BEGIN INFORMATION

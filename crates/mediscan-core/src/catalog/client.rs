//! HTTP client for the drug catalog service.
//!
//! reqwest works on both native and WASM targets: native builds use hyper
//! with rustls, the web build rides on the browser's fetch() API. The
//! client is pooled and shared, so repeated catalog queries reuse
//! connections.

use once_cell::sync::Lazy;
use reqwest::StatusCode;
use tracing::debug;
use url::Url;

use super::DrugRecord;
use crate::config::{API_URL_ENV, DEFAULT_API_URL};
use crate::error::CatalogError;

/// Global HTTP client for connection pooling.
#[cfg(not(target_arch = "wasm32"))]
static HTTP_CLIENT: Lazy<reqwest::Client> = Lazy::new(|| {
    reqwest::Client::builder()
        .user_agent(concat!("MediScan/", env!("CARGO_PKG_VERSION")))
        .timeout(std::time::Duration::from_secs(30))
        .build()
        .expect("Failed to build HTTP client")
});

// The WASM backend neither supports timeouts nor pools connections; the
// browser owns both concerns.
#[cfg(target_arch = "wasm32")]
static HTTP_CLIENT: Lazy<reqwest::Client> = Lazy::new(reqwest::Client::new);

/// Client for the two catalog endpoints: `GET /drugs` (optionally filtered)
/// and `GET /drugs/{id}`.
#[derive(Debug, Clone)]
pub struct CatalogClient {
    base: Url,
}

impl CatalogClient {
    /// Creates a client against the given base URL. Only `http`/`https`
    /// schemes are accepted.
    pub fn new(base_url: &str) -> Result<Self, CatalogError> {
        let base = Url::parse(base_url)
            .map_err(|e| CatalogError::InvalidBaseUrl(format!("{base_url}: {e}")))?;
        if base.scheme() != "http" && base.scheme() != "https" {
            return Err(CatalogError::InvalidBaseUrl(format!(
                "Unsupported scheme: {} (only http/https allowed)",
                base.scheme()
            )));
        }
        Ok(Self { base })
    }

    /// Reads the base URL from `MEDISCAN_API_URL`, falling back to the
    /// default when the variable is unset or invalid.
    pub fn from_env() -> Self {
        std::env::var(API_URL_ENV)
            .ok()
            .and_then(|value| Self::new(&value).ok())
            .unwrap_or_else(|| {
                Self::new(DEFAULT_API_URL).expect("default catalog URL is valid")
            })
    }

    /// Fetches records matching `filter`; an empty or absent filter returns
    /// the full catalog. The server matches name, active ingredient, and
    /// manufacturer.
    pub async fn list_drugs(
        &self,
        filter: Option<&str>,
    ) -> Result<Vec<DrugRecord>, CatalogError> {
        let url = self.listing_url(filter);
        debug!(%url, "fetching drug listing");

        let response = HTTP_CLIENT
            .get(url.clone())
            .send()
            .await
            .map_err(|e| CatalogError::RequestFailed(format!("{url}: {e}")))?;
        if !response.status().is_success() {
            return Err(CatalogError::RequestFailed(format!(
                "{url} returned HTTP {}",
                response.status()
            )));
        }

        response
            .json::<Vec<DrugRecord>>()
            .await
            .map_err(|e| CatalogError::DecodeFailed(e.to_string()))
    }

    /// Fetches exactly one record by identifier. HTTP 404 maps to
    /// [`CatalogError::NotFound`].
    pub async fn get_drug(&self, id: &str) -> Result<DrugRecord, CatalogError> {
        let url = self.endpoint(&["drugs", id]);
        debug!(%url, "fetching drug record");

        let response = HTTP_CLIENT
            .get(url.clone())
            .send()
            .await
            .map_err(|e| CatalogError::RequestFailed(format!("{url}: {e}")))?;
        if response.status() == StatusCode::NOT_FOUND {
            return Err(CatalogError::NotFound(id.to_string()));
        }
        if !response.status().is_success() {
            return Err(CatalogError::RequestFailed(format!(
                "{url} returned HTTP {}",
                response.status()
            )));
        }

        response
            .json::<DrugRecord>()
            .await
            .map_err(|e| CatalogError::DecodeFailed(e.to_string()))
    }

    fn listing_url(&self, filter: Option<&str>) -> Url {
        let mut url = self.endpoint(&["drugs"]);
        if let Some(term) = filter.map(str::trim).filter(|t| !t.is_empty()) {
            url.query_pairs_mut().append_pair("search", term);
        }
        url
    }

    fn endpoint(&self, segments: &[&str]) -> Url {
        let mut url = self.base.clone();
        // http(s) URLs always have a segmentable path
        if let Ok(mut path) = url.path_segments_mut() {
            path.pop_if_empty().extend(segments);
        }
        url
    }
}

#[cfg(test)]
mod tests {
    use super::*;

    #[test]
    fn test_rejects_invalid_base_url() {
        assert!(matches!(
            CatalogClient::new("not a url"),
            Err(CatalogError::InvalidBaseUrl(_))
        ));
        assert!(matches!(
            CatalogClient::new("ftp://catalog.example"),
            Err(CatalogError::InvalidBaseUrl(_))
        ));
    }

    #[test]
    fn test_listing_url_without_filter() {
        let client = CatalogClient::new("http://localhost:8000").unwrap();
        assert_eq!(
            client.listing_url(None).as_str(),
            "http://localhost:8000/drugs"
        );
        // Whitespace-only filters behave like no filter
        assert_eq!(
            client.listing_url(Some("   ")).as_str(),
            "http://localhost:8000/drugs"
        );
    }

    #[test]
    fn test_listing_url_encodes_filter() {
        let client = CatalogClient::new("http://localhost:8000").unwrap();
        assert_eq!(
            client.listing_url(Some("panadol extra")).as_str(),
            "http://localhost:8000/drugs?search=panadol+extra"
        );
    }

    #[test]
    fn test_detail_url_joins_id() {
        let client = CatalogClient::new("https://api.example.com/v1/").unwrap();
        assert_eq!(
            client.endpoint(&["drugs", "999"]).as_str(),
            "https://api.example.com/v1/drugs/999"
        );
    }

    #[tokio::test]
    async fn test_http_404_maps_to_not_found() {
        use std::io::{Read, Write};

        // One-shot server answering any request with 404
        let listener = std::net::TcpListener::bind("127.0.0.1:0").unwrap();
        let addr = listener.local_addr().unwrap();
        std::thread::spawn(move || {
            if let Ok((mut stream, _)) = listener.accept() {
                let mut buf = [0u8; 1024];
                let _ = stream.read(&mut buf);
                let _ = stream.write_all(
                    b"HTTP/1.1 404 Not Found\r\ncontent-length: 0\r\nconnection: close\r\n\r\n",
                );
            }
        });

        let client = CatalogClient::new(&format!("http://{addr}")).unwrap();
        let err = client.get_drug("999").await.unwrap_err();
        assert_eq!(err, CatalogError::NotFound("999".to_string()));
        assert!(err.is_not_found());
    }

    #[tokio::test]
    async fn test_unreachable_catalog_is_a_request_failure() {
        // Nothing listens on the discard port; the connection is refused
        let client = CatalogClient::new("http://127.0.0.1:9").unwrap();
        let err = client.get_drug("1").await.unwrap_err();
        assert!(matches!(err, CatalogError::RequestFailed(_)));
        assert!(!err.is_not_found());
    }
}
//! # CourseKit Client
//!
//! Client-side core for hierarchical course-content management:
//! - Gateway HTTP client (`gateway`)
//! - Content tree store with atomic reload semantics (`store`)
//! - Tree mutation operations (`ops`)
//! - Two-phase asset upload pipeline (`upload`)
//!
//! Durable state is owned by the remote gateway. The local tree is never
//! authoritative: every mutation ends with a full refetch, so the store
//! only ever holds a state derived from one successful load.

pub mod gateway;
pub mod ops;
pub mod store;
pub mod upload;

pub use gateway::{ApiGateway, CredentialProvider, GatewayError, SessionFile, StaticCredentials};
pub use ops::{CourseEditor, OpError};
pub use store::CourseStore;
pub use upload::{UploadError, UploadSource, Uploader};
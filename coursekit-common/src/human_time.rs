//! Clock formatting for the media viewer
//!
//! Provides consistent elapsed/remaining time display across viewer surfaces.

/// Format a playback position for display.
///
/// The format is chosen by the *duration* of the media, not the position,
/// so the display width never jumps mid-playback:
/// - duration >= 1 hour → `H:MM:SS`
/// - otherwise → `M:SS`
///
/// # Examples
///
/// ```
/// use coursekit_common::human_time::format_clock;
///
/// assert_eq!(format_clock(75.0, 300.0), "1:15");
/// assert_eq!(format_clock(75.0, 7200.0), "0:01:15");
/// assert_eq!(format_clock(3661.0, 7200.0), "1:01:01");
/// ```
pub fn format_clock(position_secs: f64, duration_secs: f64) -> String {
    // Negative or NaN positions render as zero rather than garbage
    let secs = if position_secs.is_finite() && position_secs > 0.0 {
        position_secs as i64
    } else {
        0
    };

    let long_format = duration_secs.is_finite() && duration_secs >= 3600.0;

    if long_format {
        let hours = secs / 3600;
        let mins = (secs % 3600) / 60;
        let s = secs % 60;
        format!("{}:{:02}:{:02}", hours, mins, s)
    } else {
        let mins = secs / 60;
        let s = secs % 60;
        format!("{}:{:02}", mins, s)
    }
}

END INFORMATION

• WHAT TO WORK ON: Every line of the records above where the string "media" is found should be copied.

• WRITTEN REPLY:
//! Clock formatting for the media viewer
/// The format is chosen by the *duration* of the media, not the position,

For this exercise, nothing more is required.